Reward Good Behavior

It’s easy to fall in a pattern of being on high alert for bad behavior to the point where good behavior goes unnoticed or at least appears to. Anytime you see your child or teen doing something good, be it treating someone with kindness, doing their chores without being asked, or offering to help out beyond what is typically expected of them, show your appreciation. (5)

A simple “thank you” goes a long way to your child feeling seen doing good things, not just when they mess up. If you can, extend that to “Thank you for clearing the table without being asked, it really makes my evening better.” or “That was so kind of you to hold the door for that person, I’m happy I have such a thoughtful daughter/son.” (5)

Your thank-yous’ can go beyond just words, as well. If when disciplining our children we tend to take things away, then we should reward them for doing something good. Again, these don’t have to be elaborate or expensive. Tell them to invite their best friend over for a sleepover, take them to the movies, let them get their ears pierced – little things that say “I see what you did, I appreciate it, and I want to reward you for it”. (5)

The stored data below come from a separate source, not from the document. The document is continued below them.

//! Registry behaviour driven through store notifications

use discovery_core::CoreError;
use discovery_registry::{Registry, RegistryConfig, RegistryError};
use discovery_store::{create_tree, remove_tree, Acl, CoordinationStore, CreateMode, MemoryStore};
use std::time::Duration;

const ROOT: &str = "/test/discovery";

async fn setup() -> (MemoryStore, Registry) {
    let store = MemoryStore::new();
    let registry = Registry::new(&store, RegistryConfig::new(ROOT))
        .await
        .expect("registry should start");
    (store, registry)
}

/// Wait until the registry has taken `count` notifications off its channel
async fn wait_for_received(registry: &Registry, count: u64) {
    tokio::time::timeout(Duration::from_secs(2), async {
        while registry.stats().received < count {
            tokio::time::sleep(Duration::from_millis(1)).await;
        }
    })
    .await
    .expect("notifications were not processed in time");
}

fn endpoints(registry: &Registry, name: &str, version: &str) -> Result<Vec<String>, CoreError> {
    registry.lookup(name, version).map(|e| e.to_vec())
}

#[tokio::test]
async fn test_new_fails_on_unusable_connection() {
    let store = MemoryStore::new();
    store.disconnect();

    let err = Registry::new(&store, RegistryConfig::new(ROOT))
        .await
        .unwrap_err();
    assert!(matches!(err, RegistryError::ConnectionUnavailable));
}

#[tokio::test]
async fn test_new_rejects_invalid_root() {
    let store = MemoryStore::new();
    let err = Registry::new(&store, RegistryConfig::new("/")).await.unwrap_err();
    assert!(matches!(err, RegistryError::InvalidConfiguration(_)));
}

#[tokio::test]
async fn test_new_creates_root_and_closes() {
    let (store, registry) = setup().await;
    assert!(store.exists(ROOT).await.unwrap());
    assert_eq!(store.watch_count().await, 1);

    tokio::time::timeout(Duration::from_secs(1), registry.close())
        .await
        .expect("close should not block")
        .unwrap();

    // The subscription goes away with the reconciliation task.
    assert_eq!(store.watch_count().await, 0);
}

#[tokio::test]
async fn test_endpoint_lifecycle() {
    let (store, registry) = setup().await;

    create_tree(&store, "/test/discovery/name/version/addr").await.unwrap();
    wait_for_received(&registry, 3).await;
    assert_eq!(endpoints(&registry, "name", "version").unwrap(), vec!["addr"]);

    store.delete("/test/discovery/name/version/addr", None).await.unwrap();
    wait_for_received(&registry, 4).await;
    assert!(endpoints(&registry, "name", "version").unwrap().is_empty());

    store.delete("/test/discovery/name/version", None).await.unwrap();
    wait_for_received(&registry, 5).await;
    assert!(matches!(
        endpoints(&registry, "name", "version"),
        Err(CoreError::ServiceNotFound { .. })
    ));
    assert_eq!(registry.describe(), r#"{"name":{}}"#);

    store.delete("/test/discovery/name", None).await.unwrap();
    wait_for_received(&registry, 6).await;
    assert_eq!(registry.describe(), "{}");

    registry.close().await.unwrap();
}

#[tokio::test]
async fn test_describe_after_registration() {
    let (store, registry) = setup().await;

    create_tree(&store, "/test/discovery/name/version/addr").await.unwrap();
    wait_for_received(&registry, 3).await;
    assert_eq!(registry.describe(), r#"{"name":{"version":["addr"]}}"#);

    registry.close().await.unwrap();
}

#[tokio::test]
async fn test_multiple_endpoints_and_versions() {
    let (store, registry) = setup().await;

    create_tree(&store, "/test/discovery/name/v1/addr1").await.unwrap();
    create_tree(&store, "/test/discovery/name/v1/addr2").await.unwrap();
    create_tree(&store, "/test/discovery/name/v2/addr3").await.unwrap();
    wait_for_received(&registry, 6).await;

    assert_eq!(
        endpoints(&registry, "name", "v1").unwrap(),
        vec!["addr1", "addr2"]
    );

    remove_tree(&store, "/test/discovery/name/v1").await.unwrap();
    wait_for_received(&registry, 9).await;
    assert!(endpoints(&registry, "name", "v1").is_err());
    assert_eq!(endpoints(&registry, "name", "v2").unwrap(), vec!["addr3"]);

    registry.close().await.unwrap();
}

#[tokio::test]
async fn test_bare_service_and_version_are_not_cached() {
    let (store, registry) = setup().await;

    create_tree(&store, "/test/discovery/name/version").await.unwrap();
    wait_for_received(&registry, 2).await;

    assert!(endpoints(&registry, "name", "version").is_err());
    assert_eq!(registry.describe(), "{}");
    assert_eq!(registry.stats().ignored, 2);

    registry.close().await.unwrap();
}

#[tokio::test]
async fn test_update_is_ignored() {
    let (store, registry) = setup().await;

    create_tree(&store, "/test/discovery/name/version/addr").await.unwrap();
    store
        .set_data("/test/discovery/name/version/addr", b"other-addr", None)
        .await
        .unwrap();
    store
        .set_data("/test/discovery/name/version", b"payload", None)
        .await
        .unwrap();
    wait_for_received(&registry, 5).await;

    assert_eq!(endpoints(&registry, "name", "version").unwrap(), vec!["addr"]);

    registry.close().await.unwrap();
}

#[tokio::test]
async fn test_watch_error_leaves_cache_untouched() {
    let (store, registry) = setup().await;

    create_tree(&store, "/test/discovery/name/version/addr").await.unwrap();
    store
        .fail_watches("/test/discovery/name/version/addr", "session expired")
        .await;
    wait_for_received(&registry, 4).await;

    assert_eq!(endpoints(&registry, "name", "version").unwrap(), vec!["addr"]);
    assert_eq!(registry.stats().dropped, 1);

    registry.close().await.unwrap();
}

#[tokio::test]
async fn test_existing_tree_is_loaded_at_start() {
    let store = MemoryStore::new();
    create_tree(&store, "/test/discovery/name/version/addr").await.unwrap();
    create_tree(&store, "/test/discovery/other/v1/addr2").await.unwrap();

    let registry = Registry::new(&store, RegistryConfig::new(ROOT)).await.unwrap();
    wait_for_received(&registry, 6).await;

    assert_eq!(
        registry.describe(),
        r#"{"name":{"version":["addr"]},"other":{"v1":["addr2"]}}"#
    );

    registry.close().await.unwrap();
}

#[tokio::test]
async fn test_ephemeral_endpoints_expire() {
    let (store, registry) = setup().await;

    create_tree(&store, "/test/discovery/name/version").await.unwrap();
    store
        .create(
            "/test/discovery/name/version/addr",
            &[],
            CreateMode::Ephemeral,
            &Acl::world_all(),
        )
        .await
        .unwrap();
    wait_for_received(&registry, 3).await;
    assert_eq!(endpoints(&registry, "name", "version").unwrap(), vec!["addr"]);

    store.expire_ephemerals().await;
    wait_for_received(&registry, 4).await;
    assert!(endpoints(&registry, "name", "version").unwrap().is_empty());

    registry.close().await.unwrap();
}

#[tokio::test]
async fn test_direct_calls_interleave_with_watch() {
    let (store, registry) = setup().await;

    registry.add("name", "version", "local");
    create_tree(&store, "/test/discovery/name/version/addr").await.unwrap();
    wait_for_received(&registry, 3).await;
    assert_eq!(
        endpoints(&registry, "name", "version").unwrap(),
        vec!["local", "addr"]
    );

    store.delete("/test/discovery/name/version/addr", None).await.unwrap();
    store.delete("/test/discovery/name/version", None).await.unwrap();
    wait_for_received(&registry, 5).await;
    assert!(endpoints(&registry, "name", "version").is_err());

    registry.close().await.unwrap();
}

#[tokio::test]
async fn test_events_outside_watch_depth_are_not_seen() {
    let (store, registry) = setup().await;

    create_tree(&store, "/test/discovery/name/version/addr/extra").await.unwrap();
    create_tree(&store, "/test/elsewhere/name/version/addr").await.unwrap();
    wait_for_received(&registry, 3).await;
    tokio::time::sleep(Duration::from_millis(20)).await;

    assert_eq!(registry.stats().received, 3);
    assert_eq!(endpoints(&registry, "name", "version").unwrap(), vec!["addr"]);

    registry.close().await.unwrap();
}
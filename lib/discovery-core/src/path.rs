//! Decoding of coordination-store paths into service registrations
//!
//! Registrations live in the store as `<root>/<service>/<version>/<endpoint>`.
//! The watched root is `offset` segments deep; every notification path is
//! decoded relative to it.

use crate::{CoreError, Result};

/// What a notification path points at once the watched root is stripped
#[derive(Clone, Copy, Debug, PartialEq, Eq)]
pub enum PathTarget<'a> {
    /// The watched root itself
    Root,
    /// A service node
    Service { name: &'a str },
    /// A version node under a service
    Version { name: &'a str, version: &'a str },
    /// An endpoint leaf under a service version
    Endpoint {
        name: &'a str,
        version: &'a str,
        endpoint: &'a str,
    },
}

impl<'a> PathTarget<'a> {
    /// Flatten into a `(name, version, endpoint)` triple, empty where absent
    pub fn parts(&self) -> (&'a str, &'a str, &'a str) {
        match *self {
            PathTarget::Root => ("", "", ""),
            PathTarget::Service { name } => (name, "", ""),
            PathTarget::Version { name, version } => (name, version, ""),
            PathTarget::Endpoint {
                name,
                version,
                endpoint,
            } => (name, version, endpoint),
        }
    }

    pub fn name(&self) -> &'a str {
        self.parts().0
    }
}

/// Strip one leading and one trailing `/`
pub fn sanitize(path: &str) -> &str {
    let path = path.strip_prefix('/').unwrap_or(path);
    path.strip_suffix('/').unwrap_or(path)
}

/// Number of segments in the sanitized path.
///
/// An empty path still counts as one (empty) segment.
pub fn segment_count(path: &str) -> usize {
    sanitize(path).split('/').count()
}

/// Decode `path` relative to a root that is `offset` segments deep
pub fn decode(path: &str, offset: usize) -> Result<PathTarget<'_>> {
    let path = sanitize(path);
    let parts: Vec<&str> = path.split('/').collect();

    match parts.len().checked_sub(offset) {
        Some(0) => Ok(PathTarget::Root),
        Some(1) => Ok(PathTarget::Service { name: parts[offset] }),
        Some(2) => Ok(PathTarget::Version {
            name: parts[offset],
            version: parts[offset + 1],
        }),
        Some(3) => Ok(PathTarget::Endpoint {
            name: parts[offset],
            version: parts[offset + 1],
            endpoint: parts[offset + 2],
        }),
        _ => Err(CoreError::InvalidPath(path.to_string())),
    }
}
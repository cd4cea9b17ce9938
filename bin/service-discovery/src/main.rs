use anyhow::Result;
use discovery_registry::Registry;
use discovery_store::{create_tree, tree::join, MemoryStore};
use tracing::{error, info};
use tracing_subscriber::EnvFilter;

mod config;

use config::DaemonConfig;

#[tokio::main]
async fn main() -> Result<()> {
    init_tracing();

    info!("Starting service-discovery daemon...");

    let config = DaemonConfig::load()?;
    let store = MemoryStore::new();
    seed_store(&store, &config).await?;

    let registry = Registry::new(&store, config.registry.clone()).await?;
    info!(
        "Registry initialized on {} (offset {})",
        registry.root_path(),
        registry.offset()
    );

    let mut report = tokio::time::interval(config.report_interval());
    loop {
        tokio::select! {
            _ = report.tick() => report_state(&registry),
            signal = tokio::signal::ctrl_c() => {
                if let Err(e) = signal {
                    error!("Failed to listen for shutdown signal: {}", e);
                }
                break;
            }
        }
    }

    info!("Shutdown signal received, closing registry...");
    registry.close().await?;
    Ok(())
}

fn init_tracing() {
    let filter = EnvFilter::try_from_default_env().unwrap_or_else(|_| EnvFilter::new("info"));
    let builder = tracing_subscriber::fmt().with_env_filter(filter);
    if std::env::var("DISCOVERY_LOG_JSON").is_ok_and(|v| v == "1") {
        builder.json().init();
    } else {
        builder.init();
    }
}

/// Register the configured seed endpoints in the store
async fn seed_store(store: &MemoryStore, config: &DaemonConfig) -> Result<()> {
    for endpoint in &config.seed {
        let path = join(&config.registry.root_path, endpoint);
        create_tree(store, &path).await?;
        info!("Seeded {}", path);
    }
    Ok(())
}

fn report_state(registry: &Registry) {
    let stats = registry.stats();
    info!(
        "Registry has {} services ({} notifications, {} applied, {} dropped)",
        registry.service_count(),
        stats.received,
        stats.applied,
        stats.dropped
    );
    info!("Registry state: {}", registry.describe());
}
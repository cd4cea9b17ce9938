use thiserror::Error;

pub type Result<T> = std::result::Result<T, CoreError>;

#[derive(Error, Debug, Clone, PartialEq, Eq)]
pub enum CoreError {
    #[error("service not found: {name}/{version}")]
    ServiceNotFound { name: String, version: String },

    #[error("invalid path received: {0:?}")]
    InvalidPath(String),
}
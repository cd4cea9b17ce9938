//! Registry configuration

use crate::{RegistryError, Result};
use discovery_core::sanitize;
use serde::{Deserialize, Serialize};
use std::str::FromStr;
use std::time::Duration;

const DEFAULT_TICK_INTERVAL_SECS: u64 = 10;
const DEFAULT_WATCH_DEPTH: usize = 2;

/// Settings for a [`crate::Registry`]
#[derive(Clone, Debug, PartialEq, Eq, Serialize, Deserialize)]
#[serde(default)]
pub struct RegistryConfig {
    /// Store path holding the service tree
    pub root_path: String,
    /// Interval between reconciliation ticks
    pub tick_interval_secs: u64,
    /// How many levels below the root have their children watched
    pub watch_depth: usize,
}

impl Default for RegistryConfig {
    fn default() -> Self {
        Self {
            root_path: "/discovery".to_string(),
            tick_interval_secs: DEFAULT_TICK_INTERVAL_SECS,
            watch_depth: DEFAULT_WATCH_DEPTH,
        }
    }
}

impl RegistryConfig {
    pub fn new(root_path: impl Into<String>) -> Self {
        Self {
            root_path: root_path.into(),
            ..Default::default()
        }
    }

    /// Load settings from `DISCOVERY_*` environment variables over the defaults
    pub fn from_env() -> Result<Self> {
        let mut config = Self::default();
        if let Ok(root) = std::env::var("DISCOVERY_ROOT") {
            config.root_path = root;
        }
        if let Some(secs) = parse_env("DISCOVERY_TICK_SECS")? {
            config.tick_interval_secs = secs;
        }
        if let Some(depth) = parse_env("DISCOVERY_WATCH_DEPTH")? {
            config.watch_depth = depth;
        }
        config.validate()?;
        Ok(config)
    }

    pub fn validate(&self) -> Result<()> {
        if sanitize(&self.root_path).is_empty() {
            return Err(RegistryError::InvalidConfiguration(
                "root path must name at least one node".to_string(),
            ));
        }
        if self.tick_interval_secs == 0 {
            return Err(RegistryError::InvalidConfiguration(
                "tick interval must be positive".to_string(),
            ));
        }
        Ok(())
    }

    pub fn tick_interval(&self) -> Duration {
        Duration::from_secs(self.tick_interval_secs)
    }
}

fn parse_env<T: FromStr>(key: &str) -> Result<Option<T>> {
    match std::env::var(key) {
        Ok(value) => value.parse().map(Some).map_err(|_| {
            RegistryError::InvalidConfiguration(format!("{} is not valid: {:?}", key, value))
        }),
        Err(_) => Ok(None),
    }
}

Read: I’m The Only Neat Freak In A Family Of Slobs, And I Am Exhausted

Lead By Example

From a very early age, kids begin to mimic and repeat the things their parents do and say. If you want to raise a conscientious child who cares for and respects others, who works hard and communicates how they are feeling in a calm, clear way, then you have to be that person yourself. (2, 3, 4)Allow your kids to see you disciplining yourself:

“Today I was supposed to clean the kitchen, but I procrastinated. Now that it’s the evening, I have to clean it before I sit down to relax, even though I am tired.” 

Also, think about it this way:

  • If you yell and scream when you’re angry, so will they.
  • If you are rude to others (ex. Customer service employees), your kids will learn to disrespect others.
  • If you don’t clean up after yourself, your kids will do the same.

Be Flexible

Parenting is scary. You want to protect your child, keep them safe, and help them grow to be good people. Sometimes this results in you putting extremely strict rules in place, with no room for adjustment as your child gets older. Show them that you trust them and give them the opportunity to prove to you that they deserve more freedom and independence. Rules that are overly strict that allow kids, especially teenagers, no autonomy to make their own decisions typically just leads to them rebelling. (2)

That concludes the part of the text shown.